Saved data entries
☆ ☆ ☆
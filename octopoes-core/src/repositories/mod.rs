//! Typed access to the four stored entity kinds.
//!
//! The traits in [`ports`] are what the consistency service depends on. The
//! `Xtdb*` adapters map entities onto the XTDB document layout, read through
//! the session's store and buffer their writes and change events in the
//! session until it commits.

mod ooi;
mod origin;
mod origin_parameter;
pub mod ports;
mod scan_profile;

use std::{any::type_name_of_val, fmt, sync::Arc};

use serde_json::Value;

use octopoes_model::Reference;

use crate::database::{Document, PRIMARY_KEY, Session};

pub use ooi::XtdbOoiRepository;
pub use origin::XtdbOriginRepository;
pub use origin_parameter::XtdbOriginParameterRepository;
pub use ports::{
    OoiRepository, OriginFilter, OriginParameterRepository, OriginRepository,
    ScanProfileRepository,
};
pub use scan_profile::XtdbScanProfileRepository;

/// The four repository ports sharing one session.
#[derive(Clone)]
pub struct Repositories {
    pub oois: Arc<dyn OoiRepository>,
    pub origins: Arc<dyn OriginRepository>,
    pub origin_parameters: Arc<dyn OriginParameterRepository>,
    pub scan_profiles: Arc<dyn ScanProfileRepository>,
}

impl Repositories {
    /// XTDB-layout repositories writing through `session` on behalf of
    /// `client`.
    pub fn xtdb(session: &Arc<Session>, client: &str) -> Self {
        Self {
            oois: Arc::new(XtdbOoiRepository::new(session.clone(), client)),
            origins: Arc::new(XtdbOriginRepository::new(session.clone(), client)),
            origin_parameters: Arc::new(XtdbOriginParameterRepository::new(
                session.clone(),
                client,
            )),
            scan_profiles: Arc::new(XtdbScanProfileRepository::new(
                session.clone(),
                client,
            )),
        }
    }
}

impl fmt::Debug for Repositories {
    fn fmt(&self, f: &mut fmt::Formatter<'_>) -> fmt::Result {
        f.debug_struct("Repositories")
            .field("oois", &type_name_of_val(self.oois.as_ref()))
            .field("origins", &type_name_of_val(self.origins.as_ref()))
            .field(
                "origin_parameters",
                &type_name_of_val(self.origin_parameters.as_ref()),
            )
            .field(
                "scan_profiles",
                &type_name_of_val(self.scan_profiles.as_ref()),
            )
            .finish()
    }
}

/// Discriminator attribute on object documents.
pub const OBJECT_TYPE: &str = "object_type";

/// Discriminator attribute on provenance and scan profile documents.
pub const DOCUMENT_TYPE: &str = "type";

/// First column of every result row, when it is a document.
pub(crate) fn documents(
    rows: Vec<Vec<Value>>,
) -> impl Iterator<Item = Document> {
    rows.into_iter()
        .filter_map(|row| match row.into_iter().next() {
            Some(Value::Object(document)) => Some(document),
            _ => None,
        })
}

/// Nested documents under a pulled relation attribute.
pub(crate) fn related_documents(value: &Value) -> Vec<&Document> {
    match value {
        Value::Object(document) => vec![document],
        Value::Array(items) => {
            items.iter().filter_map(Value::as_object).collect()
        }
        _ => Vec::new(),
    }
}

pub(crate) fn document_id(document: &Document) -> Option<&str> {
    document.get(PRIMARY_KEY).and_then(Value::as_str)
}

pub(crate) fn document_reference(document: &Document) -> Option<Reference> {
    document_id(document).and_then(|id| Reference::parse(id).ok())
}

/// Serializes `value` to a JSON object and stamps it with its id and kind.
pub(crate) fn typed_document<T: serde::Serialize>(
    value: &T,
    id: &str,
    document_type: &str,
) -> crate::error::Result<Document> {
    let Value::Object(mut document) = serde_json::to_value(value)? else {
        return Err(crate::error::OctopoesError::Validation(format!(
            "{document_type} {id} is not a JSON object"
        )));
    };
    document.insert(PRIMARY_KEY.to_string(), Value::String(id.to_string()));
    document.insert(
        DOCUMENT_TYPE.to_string(),
        Value::String(document_type.to_string()),
    );
    Ok(document)
}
☆ ☆ ☆
▶ _Problem description_: Which lines above run from the one containing "mod origin;" to the one containing "fn fmt(&self, f: &mut"? Give them again exactly, both ends included.

▶ _Answer to this task_:
mod origin;
mod origin_parameter;
pub mod ports;
mod scan_profile;

use std::{any::type_name_of_val, fmt, sync::Arc};

use serde_json::Value;

use octopoes_model::Reference;

use crate::database::{Document, PRIMARY_KEY, Session};

pub use ooi::XtdbOoiRepository;
pub use origin::XtdbOriginRepository;
pub use origin_parameter::XtdbOriginParameterRepository;
pub use ports::{
    OoiRepository, OriginFilter, OriginParameterRepository, OriginRepository,
    ScanProfileRepository,
};
pub use scan_profile::XtdbScanProfileRepository;

/// The four repository ports sharing one session.
#[derive(Clone)]
pub struct Repositories {
    pub oois: Arc<dyn OoiRepository>,
    pub origins: Arc<dyn OriginRepository>,
    pub origin_parameters: Arc<dyn OriginParameterRepository>,
    pub scan_profiles: Arc<dyn ScanProfileRepository>,
}

impl Repositories {
    /// XTDB-layout repositories writing through `session` on behalf of
    /// `client`.
    pub fn xtdb(session: &Arc<Session>, client: &str) -> Self {
        Self {
            oois: Arc::new(XtdbOoiRepository::new(session.clone(), client)),
            origins: Arc::new(XtdbOriginRepository::new(session.clone(), client)),
            origin_parameters: Arc::new(XtdbOriginParameterRepository::new(
                session.clone(),
                client,
            )),
            scan_profiles: Arc::new(XtdbScanProfileRepository::new(
                session.clone(),
                client,
            )),
        }
    }
}

impl fmt::Debug for Repositories {
    fn fmt(&self, f: &mut fmt::Formatter<'_>) -> fmt::Result {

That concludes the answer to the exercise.